Can any of you stats guru's out there answer my question.

In just about every company I have worked for there has been a monthly report generated of customer complaints. Often this is simply the number of complaints received ina month. This is often then charted in a simple bar chart showing month by month counts, and sometimes someone will stick a best fit trend line onto the chart.

Is presenting this data in this fashion actually telling us anything at all ?

Or should we treat this like any run chart, and be able to calculate mean and standard deviation of the monthly counts received ?

Would there be any greater value in doing this, or is the data itself so broad and unspecific that we couldnt do anything about it anyway ?

Please advise.
 
A

Atul Khandekar

Would depend on what you want to do with the data. I believe a simple Pareto chould be a good starting point.
 
M

M Greenaway

The idea is that the graph trend line shows if complaints are going up, or down over time - which personally I think is impossible to determine form such a graph.

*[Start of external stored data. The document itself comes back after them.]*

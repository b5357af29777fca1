//! The read rule (module E.2): choosing a readable replica given
//! failure/recovery history, or parking the transaction as `Waiting`.

use log::{debug, info};

use crate::model::ids::{Operation, Time, TransactionId, VariableId};
use crate::model::site::SiteStatus;
use crate::model::site_manager::SiteManager;
use crate::model::transaction::TransactionStatus;
use crate::txn::manager::TransactionManager;

impl TransactionManager {
    /// `Ti` reads `xj`. On success the value is recorded via the access
    /// log and the site-access list; on failure the transaction is
    /// parked `Waiting` or moved straight to `Aborted`.
    pub fn read(&mut self, sm: &mut SiteManager, txn_id: TransactionId, v: VariableId, now: Time) {
        let start = match self.transactions.get(&txn_id) {
            Some(t) => t.start_time,
            None => {
                log::error!("T{} read x{} but was never begun", txn_id, v);
                return;
            }
        };

        if v % 2 == 1 {
            self.read_nonreplicated(sm, txn_id, v, start, now);
        } else {
            self.read_replicated(sm, txn_id, v, start, now);
        }
    }

    fn read_nonreplicated(
        &mut self,
        sm: &mut SiteManager,
        txn_id: TransactionId,
        v: VariableId,
        start: Time,
        now: Time,
    ) {
        let site_id = self.home_site(v);
        if sm.is_available(site_id) {
            let value = sm.site(site_id).data_manager.read_own(txn_id, v, start);
            info!("T{} : reading x{} = {:?} from site {}", txn_id, v, value, site_id);
            self.finish_read(txn_id, site_id, v, now);
        } else {
            info!(
                "T{} : x{} unreadable, site {} is down, waiting",
                txn_id, v, site_id
            );
            sm.enqueue_nonrepl_wait(site_id, txn_id, v);
            self.set_status(txn_id, TransactionStatus::Waiting);
        }
    }

    fn read_replicated(
        &mut self,
        sm: &mut SiteManager,
        txn_id: TransactionId,
        v: VariableId,
        start: Time,
        now: Time,
    ) {
        let mut wait_candidates = Vec::new();

        for site_id in sm.all_site_ids().collect::<Vec<_>>() {
            if !site_passes_checks(sm, site_id, v, start) {
                continue;
            }
            match sm.status(site_id) {
                SiteStatus::Up | SiteStatus::Recovered => {
                    let value = sm.site(site_id).data_manager.read_own(txn_id, v, start);
                    info!("T{} : reading x{} = {:?} from site {}", txn_id, v, value, site_id);
                    self.finish_read(txn_id, site_id, v, now);
                    return;
                }
                SiteStatus::Down => {
                    debug!("T{} : x{} servable by site {} once it recovers", txn_id, v, site_id);
                    wait_candidates.push(site_id);
                }
            }
        }

        if !wait_candidates.is_empty() {
            for site_id in wait_candidates {
                sm.enqueue_repl_wait(site_id, v, txn_id);
            }
            self.set_status(txn_id, TransactionStatus::Waiting);
        } else {
            info!("T{} : x{} has no valid replica, aborting", txn_id, v);
            self.set_status(txn_id, TransactionStatus::Aborted);
        }
    }

    fn finish_read(&mut self, txn_id: TransactionId, site_id: crate::model::ids::SiteId, v: VariableId, now: Time) {
        self.note_access(txn_id, v, Operation::Read);
        if let Some(txn) = self.transactions.get_mut(&txn_id) {
            txn.record_access(site_id, Operation::Read, now);
        }
    }

    fn set_status(&mut self, txn_id: TransactionId, status: TransactionStatus) {
        if let Some(txn) = self.transactions.get_mut(&txn_id) {
            txn.status = status;
        }
    }

    /// Service a read that a site recovery just made servable. Matches
    /// `original_source/SiteManager.py.recover_site` exactly: the
    /// transaction must still be `Waiting` (it may have been aborted
    /// independently while queued); the read is performed only for its
    /// logged value and the transaction is returned to `Running` — no
    /// access-log or site-access entry is recorded for it, the same as
    /// the source.
    pub fn reactivate(&mut self, sm: &SiteManager, reactivated: crate::model::site_manager::ReactivatedRead) {
        let crate::model::site_manager::ReactivatedRead {
            txn_id,
            variable,
            serving_site,
        } = reactivated;
        let start = match self.transactions.get(&txn_id) {
            Some(t) if t.status == TransactionStatus::Waiting => t.start_time,
            _ => return,
        };
        let value = sm.site(serving_site).data_manager.read_own(txn_id, variable, start);
        info!(
            "T{} : reading x{} = {:?} from site {} (woken by recovery)",
            txn_id, variable, value, serving_site
        );
        self.set_status(txn_id, TransactionStatus::Running);
    }
}

/// Both checks a candidate replica must pass before it can serve (or be
/// waited on for) a read of `v` at time `start`:
///
/// 1. Freshness: the site did not fail during the window between the
///    commit of the snapshot it would serve and `start`.
/// 2. Post-recovery durability: if the site recovered before `start`,
///    it must have received a committed write to `v` since its last
///    such recovery.
fn site_passes_checks(sm: &SiteManager, site_id: crate::model::ids::SiteId, v: VariableId, start: Time) -> bool {
    let t_c = sm.site(site_id).data_manager.time_before(v, start).unwrap_or(0);
    let failure_history = sm.failure_history(site_id);
    let failed_in_window = failure_history
        .iter()
        .any(|&fail_time| fail_time > t_c && fail_time < start);
    if failed_in_window {
        return false;
    }

    let recovers_before_start: Vec<Time> = sm
        .recovery_history(site_id)
        .iter()
        .copied()
        .filter(|&t| t < start)
        .collect();
    if recovers_before_start.is_empty() {
        return true;
    }
    let last_recovery = *recovers_before_start.iter().max().unwrap();
    sm.site(site_id)
        .data_manager
        .has_committed_between(v, last_recovery, start)
}

#[cfg(test)]
mod tests {
    use super::*;

    #[test]
    fn basic_replicated_read_commits() {
        let mut sm = SiteManager::new(3, 4);
        let mut tm = TransactionManager::new(3);
        tm.begin(1, 1);
        tm.read(&mut sm, 1, 2, 2);
        assert_eq!(tm.transaction(1).unwrap().status, TransactionStatus::Running);
        assert_eq!(tm.access_log[&1][&2], crate::txn::manager::VarAccess { read: true, write: false });
    }

    #[test]
    fn down_home_site_blocks_nonreplicated_read() {
        let mut sm = SiteManager::new(10, 4);
        sm.fail(2, 1); // x1's home site is 1 + (1 % 10) = 2
        let mut tm = TransactionManager::new(10);
        tm.begin(1, 2);
        tm.read(&mut sm, 1, 1, 3);
        assert_eq!(tm.transaction(1).unwrap().status, TransactionStatus::Waiting);
    }

    #[test]
    fn no_replica_at_all_aborts() {
        let mut sm = SiteManager::new(1, 4);
        // Fail the only site, then set its failure time ahead of the variable's
        // last commit but still require the recovery-durability check to fail:
        // actually with one site and no history, a Down site is always a wait
        // candidate — to force an outright abort we need the freshness check to
        // fail instead, e.g. a fail strictly between commit(0) and start.
        sm.fail(1, 1);
        sm.recover(1, 2);
        sm.fail(1, 3);
        let mut tm = TransactionManager::new(1);
        tm.begin(1, 10);
        tm.read(&mut sm, 1, 2, 11);
        // Site failed at t=3 which is within (0, 10) and the site never got a
        // fresh committed write after recovering at t=2, so it is unreadable
        // and, being the only site, there is nothing left to wait on.
        assert_eq!(tm.transaction(1).unwrap().status, TransactionStatus::Aborted);
    }
}
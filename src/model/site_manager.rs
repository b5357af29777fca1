//! Fleet of sites: failure/recovery histories, pending-read queues, dump.

use std::collections::HashMap;
use std::fmt::Write as _;

use log::{debug, info};

use crate::model::ids::{SiteId, Time, TransactionId, VariableId};
use crate::model::site::{Site, SiteStatus};

/// A pending read that became servable because its site just recovered.
/// The caller (the transaction manager) is responsible for checking the
/// transaction is still `Waiting` before acting on this — a transaction
/// may have been independently aborted while queued.
#[derive(Debug, Clone, Copy)]
pub struct ReactivatedRead {
    pub txn_id: TransactionId,
    pub variable: VariableId,
    pub serving_site: SiteId,
}

pub struct SiteManager {
    num_sites: u32,
    /// 0-indexed storage for sites `1..=num_sites`.
    sites: Vec<Site>,
    /// Seeded with `[0]` per site (sentinel: "just became live at time 0").
    failure_history: HashMap<SiteId, Vec<Time>>,
    /// Empty until the first real recovery (equivalent to the source's
    /// `[+inf]` sentinel: "length > 1" there is "non-empty" here).
    recovery_history: HashMap<SiteId, Vec<Time>>,
    /// Non-replicated reads blocked on a Down home site.
    pending_reads_nonrepl: HashMap<SiteId, Vec<(TransactionId, VariableId)>>,
    /// Replicated reads blocked on a Down replica, keyed by variable.
    pending_reads_repl: HashMap<SiteId, HashMap<VariableId, Vec<TransactionId>>>,
}

impl SiteManager {
    pub fn new(num_sites: u32, num_variables: u32) -> Self {
        let mut sites = Vec::with_capacity(num_sites as usize);
        let mut failure_history = HashMap::new();
        let mut recovery_history = HashMap::new();
        for id in 1..=num_sites {
            sites.push(Site::new(id, num_variables, num_sites));
            failure_history.insert(id, vec![0]);
            recovery_history.insert(id, Vec::new());
        }
        SiteManager {
            num_sites,
            sites,
            failure_history,
            recovery_history,
            pending_reads_nonrepl: HashMap::new(),
            pending_reads_repl: HashMap::new(),
        }
    }

    pub fn num_sites(&self) -> u32 {
        self.num_sites
    }

    pub fn site(&self, id: SiteId) -> &Site {
        &self.sites[(id - 1) as usize]
    }

    pub fn site_mut(&mut self, id: SiteId) -> &mut Site {
        &mut self.sites[(id - 1) as usize]
    }

    pub fn all_site_ids(&self) -> impl Iterator<Item = SiteId> + '_ {
        self.sites.iter().map(|s| s.id)
    }

    pub fn failure_history(&self, id: SiteId) -> &[Time] {
        &self.failure_history[&id]
    }

    pub fn recovery_history(&self, id: SiteId) -> &[Time] {
        &self.recovery_history[&id]
    }

    pub fn enqueue_nonrepl_wait(&mut self, site_id: SiteId, txn_id: TransactionId, v: VariableId) {
        self.pending_reads_nonrepl
            .entry(site_id)
            .or_default()
            .push((txn_id, v));
    }

    pub fn enqueue_repl_wait(&mut self, site_id: SiteId, v: VariableId, txn_id: TransactionId) {
        self.pending_reads_repl
            .entry(site_id)
            .or_default()
            .entry(v)
            .or_default()
            .push(txn_id);
    }

    /// Fail a site: mark it Down and record the failure time. Pending
    /// reads remain queued.
    pub fn fail(&mut self, site_id: SiteId, now: Time) {
        info!("Site {} failed", site_id);
        self.site_mut(site_id).fail();
        self.failure_history.entry(site_id).or_default().push(now);
    }

    /// Recover a site: mark it Recovered, record the recovery time, and
    /// service every pending read this site can now satisfy. Once any
    /// replica serves a replicated read, that variable's pending queue
    /// is cleared at every site — other sites' entries for it are
    /// obsolete now that the transaction is Running again.
    pub fn recover(&mut self, site_id: SiteId, now: Time) -> Vec<ReactivatedRead> {
        info!("Site {} recovered", site_id);
        self.site_mut(site_id).recover();
        self.recovery_history.entry(site_id).or_default().push(now);

        let mut reactivated = Vec::new();

        let mut cleared_variables = Vec::new();
        if let Some(pending) = self.pending_reads_repl.get(&site_id) {
            for (&v, txns) in pending {
                if !txns.is_empty() {
                    debug!(
                        "Servicing pending replicated reads for x{} from site {}",
                        v, site_id
                    );
                    for &txn_id in txns {
                        reactivated.push(ReactivatedRead {
                            txn_id,
                            variable: v,
                            serving_site: site_id,
                        });
                    }
                    cleared_variables.push(v);
                }
            }
        }
        for v in &cleared_variables {
            for queue in self.pending_reads_repl.values_mut() {
                if let Some(txns) = queue.get_mut(v) {
                    txns.clear();
                }
            }
        }

        if let Some(queue) = self.pending_reads_nonrepl.remove(&site_id) {
            for (txn_id, v) in queue {
                reactivated.push(ReactivatedRead {
                    txn_id,
                    variable: v,
                    serving_site: site_id,
                });
            }
        }

        reactivated
    }

    /// Print every site, every variable, current committed value, in
    /// site then variable order. `original_source/SiteManager.py.dump`
    /// opens every per-site line with a blank line (`print("\nSite " +
    /// str(i) + " -", ...)`, not just the last one), so a blank line
    /// precedes each `Site N` block here too, plus one more after the
    /// final site.
    pub fn dump(&self) -> String {
        let mut out = String::new();
        for site in &self.sites {
            writeln!(out).unwrap();
            write!(out, "Site {} -", site.id).unwrap();
            for var in site.data_manager.variables_sorted() {
                write!(out, " {} : {},", var.name, var.current_value()).unwrap();
            }
            writeln!(out).unwrap();
        }
        writeln!(out).unwrap();
        out
    }

    /// True iff `site_id`'s status is Up or Recovered.
    pub fn is_available(&self, site_id: SiteId) -> bool {
        self.site(site_id).is_readable_or_writable()
    }

    pub fn status(&self, site_id: SiteId) -> SiteStatus {
        self.site(site_id).status
    }
}
//! Transaction lifecycle state shared by the read rule, write rule, and
//! end-of-transaction validator (split across sibling modules the way
//! the teacher splits executor operations across `executor/{ddl,dml,
//! query,transaction}.rs`).

use std::collections::HashMap;

use crate::model::ids::{SiteId, Time, TransactionId, VariableId};
use crate::model::transaction::Transaction;
use crate::txn::graph::SerializationGraph;

/// Which operations a transaction has performed against one variable.
/// A multiset collapsed to two flags — order never matters to the
/// validator, only "did T read x" / "did T write x".
#[derive(Debug, Clone, Copy, Default, PartialEq, Eq)]
pub struct VarAccess {
    pub read: bool,
    pub write: bool,
}

pub struct TransactionManager {
    pub(crate) num_sites: u32,
    pub(crate) transactions: HashMap<TransactionId, Transaction>,
    pub(crate) access_log: HashMap<TransactionId, HashMap<VariableId, VarAccess>>,
    pub(crate) graph: SerializationGraph,
}

impl TransactionManager {
    pub fn new(num_sites: u32) -> Self {
        TransactionManager {
            num_sites,
            transactions: HashMap::new(),
            access_log: HashMap::new(),
            graph: SerializationGraph::new(),
        }
    }

    /// Non-replicated variable's sole home site.
    pub(crate) fn home_site(&self, v: VariableId) -> SiteId {
        crate::model::data_manager::home_site_of(v, self.num_sites)
    }

    pub fn begin(&mut self, txn_id: TransactionId, now: Time) {
        log::info!("Starting T{}", txn_id);
        self.transactions.insert(txn_id, Transaction::new(txn_id, now));
    }

    pub fn transaction(&self, txn_id: TransactionId) -> Option<&Transaction> {
        self.transactions.get(&txn_id)
    }

    pub(crate) fn note_access(&mut self, txn_id: TransactionId, v: VariableId, op: crate::model::ids::Operation) {
        let entry = self
            .access_log
            .entry(txn_id)
            .or_default()
            .entry(v)
            .or_default();
        match op {
            crate::model::ids::Operation::Read => entry.read = true,
            crate::model::ids::Operation::Write => entry.write = true,
        }
    }

    /// All transaction ids currently known, for iterating the
    /// committed-transaction universe during end-of-transaction edge
    /// construction.
    pub(crate) fn all_ids_sorted(&self) -> Vec<TransactionId> {
        let mut ids: Vec<TransactionId> = self.transactions.keys().copied().collect();
        ids.sort_unstable();
        ids
    }
}
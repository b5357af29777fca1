//! Per-site data manager: owns committed variables and staged writes.

use std::collections::HashMap;

use crate::model::ids::{SiteId, Time, TransactionId, VariableId};
use crate::model::variable::{SiteHome, Variable};

/// Non-replicated variable's sole home site, given the fleet size.
pub fn home_site_of(variable: VariableId, num_sites: u32) -> SiteId {
    1 + (variable % num_sites)
}

/// Owns a site's committed variables and the transient per-transaction
/// write-sets ("local copies") staged against them.
pub struct DataManager {
    site_id: SiteId,
    variables: HashMap<VariableId, Variable>,
    /// `local_writes[tid][v] = pending_value`, cleared on commit.
    local_writes: HashMap<TransactionId, HashMap<VariableId, i64>>,
}

impl DataManager {
    /// Build the set of variables present at `site_id`: every even-
    /// indexed (replicated) variable, plus the odd-indexed
    /// (non-replicated) variables whose home site is this one.
    pub fn new(site_id: SiteId, num_variables: u32, num_sites: u32) -> Self {
        let mut variables = HashMap::new();
        for i in 1..=num_variables {
            let lives_here = if i % 2 == 0 {
                true
            } else {
                home_site_of(i, num_sites) == site_id
            };
            if lives_here {
                let home = if i % 2 == 0 {
                    SiteHome::Every
                } else {
                    SiteHome::Single(site_id)
                };
                variables.insert(i, Variable::new(i, home));
            }
        }
        DataManager {
            site_id,
            variables,
            local_writes: HashMap::new(),
        }
    }

    pub fn site_id(&self) -> SiteId {
        self.site_id
    }

    pub fn variable(&self, v: VariableId) -> Option<&Variable> {
        self.variables.get(&v)
    }

    /// Committed variables in ascending index order, for `dump`.
    pub fn variables_sorted(&self) -> Vec<&Variable> {
        let mut vars: Vec<&Variable> = self.variables.values().collect();
        vars.sort_by_key(|v| v.index);
        vars
    }

    /// Overwrite the pending value `tid` has staged for `v`.
    pub fn stage_write(&mut self, tid: TransactionId, v: VariableId, value: i64) {
        self.local_writes.entry(tid).or_default().insert(v, value);
    }

    /// A transaction reads its own writes first; otherwise the
    /// committed value visible as of `start_time`.
    pub fn read_own(&self, tid: TransactionId, v: VariableId, start_time: Time) -> Option<i64> {
        if let Some(value) = self.local_writes.get(&tid).and_then(|w| w.get(&v)) {
            return Some(*value);
        }
        self.variables.get(&v).and_then(|var| var.value_before(start_time))
    }

    /// Apply every staged write this transaction made at this site,
    /// then clear its staging map.
    pub fn apply_commit(&mut self, tid: TransactionId, commit_time: Time) {
        if let Some(writes) = self.local_writes.remove(&tid) {
            for (v, value) in writes {
                if let Some(var) = self.variables.get_mut(&v) {
                    var.commit_snapshot(commit_time, value);
                }
            }
        }
    }

    pub fn has_committed_between(&self, v: VariableId, t1: Time, t2: Time) -> bool {
        self.variables
            .get(&v)
            .map(|var| var.committed_between(t1, t2))
            .unwrap_or(false)
    }

    pub fn last_commit_time(&self, v: VariableId) -> Option<Time> {
        self.variables.get(&v).and_then(|var| var.last_commit_time())
    }

    pub fn value_before(&self, v: VariableId, t: Time) -> Option<i64> {
        self.variables.get(&v).and_then(|var| var.value_before(t))
    }

    pub fn time_before(&self, v: VariableId, t: Time) -> Option<Time> {
        self.variables.get(&v).and_then(|var| var.time_before(t))
    }
}

#[cfg(test)]
mod tests {
    use super::*;

    #[test]
    fn replicated_variables_live_on_every_site() {
        let dm = DataManager::new(3, 20, 10);
        assert!(dm.variable(2).is_some());
        assert!(dm.variable(4).is_some());
    }

    #[test]
    fn non_replicated_variable_lives_only_on_home_site() {
        // x1 -> home site = 1 + (1 % 10) = 2
        let dm_home = DataManager::new(2, 20, 10);
        let dm_other = DataManager::new(3, 20, 10);
        assert!(dm_home.variable(1).is_some());
        assert!(dm_other.variable(1).is_none());
    }

    #[test]
    fn own_write_is_visible_before_commit() {
        let mut dm = DataManager::new(2, 20, 10);
        dm.stage_write(1, 2, 999);
        assert_eq!(dm.read_own(1, 2, 5), Some(999));
        // another transaction still sees the committed value
        assert_eq!(dm.read_own(2, 2, 5), Some(20));
    }

    #[test]
    fn commit_clears_staging_and_updates_history() {
        let mut dm = DataManager::new(2, 20, 10);
        dm.stage_write(1, 2, 999);
        dm.apply_commit(1, 7);
        assert_eq!(dm.read_own(1, 2, 8), Some(999));
        assert_eq!(dm.value_before(2, 8), Some(999));
        assert!(dm.has_committed_between(2, 6, 8));
    }
}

i.e. if our process is performing in control then we should get a mean number of complaints month by month - say 10. Obviously our process is subject to causes of variation like any other, as such some months we might get 30 complaints, and some months we might get 2 complaints. Now I think to present this data in the format described in my original post is unsound. It is a bit like drawing a trend line on an SPC chart used in production - you just wouldnt do it would you ?
 
J

JRKH

Martin,
I am not a Stats Guru but I'll take a crack at it.

To answer your last quesion first, one of the purposes of SPC tracking is to spot trends, so I would have to say that you might insert a trend line on a SPC chart.

As far as how to track and evaluate cutomer complaints I think that the simple graph you mention is not a lot of good without some additional evaluation. In order to determine trends you might average the reject totals quarterly and semi-annually and look for trends there.

On the whole this method of graphing is a place to start, and has some benefit in raising peoples awareness, but isn't going to supply you with the kind of detail needed to select and resolve specific issues.

James
 
S

Sam

Maybe I'm not reading this properly, but IMO keeping track of the number of customer complaints serves no useful purpose.
However, keeping track of the detailed nature of each complaint and stratifying the results would allow you to target the appropriate areas in order to bring a process into control or to implement improvement
 
A

Aaron Lupo

I agree with Sam. What good does it do to just track the number of complaints you receive. What would be more useful IMHO is something like, looking at the # of complaints and comparing it to the output, what type of complaints are you getting (are they the same every month), are they complaints valid or should it just be considered feedback. Breaking the complaints down and analyzing them is much more useful than saying we had 3 complaints this month, 5 last month etc.. this tells you nothing. Gather the information, analyze it and take action on what you find.
 
D

D.Scott

I agree with Sam except that with QS-9000 you have to report the number of customer complaints at each surveillance audit so I would keep track of the number.

I track the number of complaints as a % of shipments as well as by department/plant. I pareto the data by plant - product - type and track the response time.

Dave
 
M

M Greenaway

All

Yes we do break down the complaints to Pareto the causes.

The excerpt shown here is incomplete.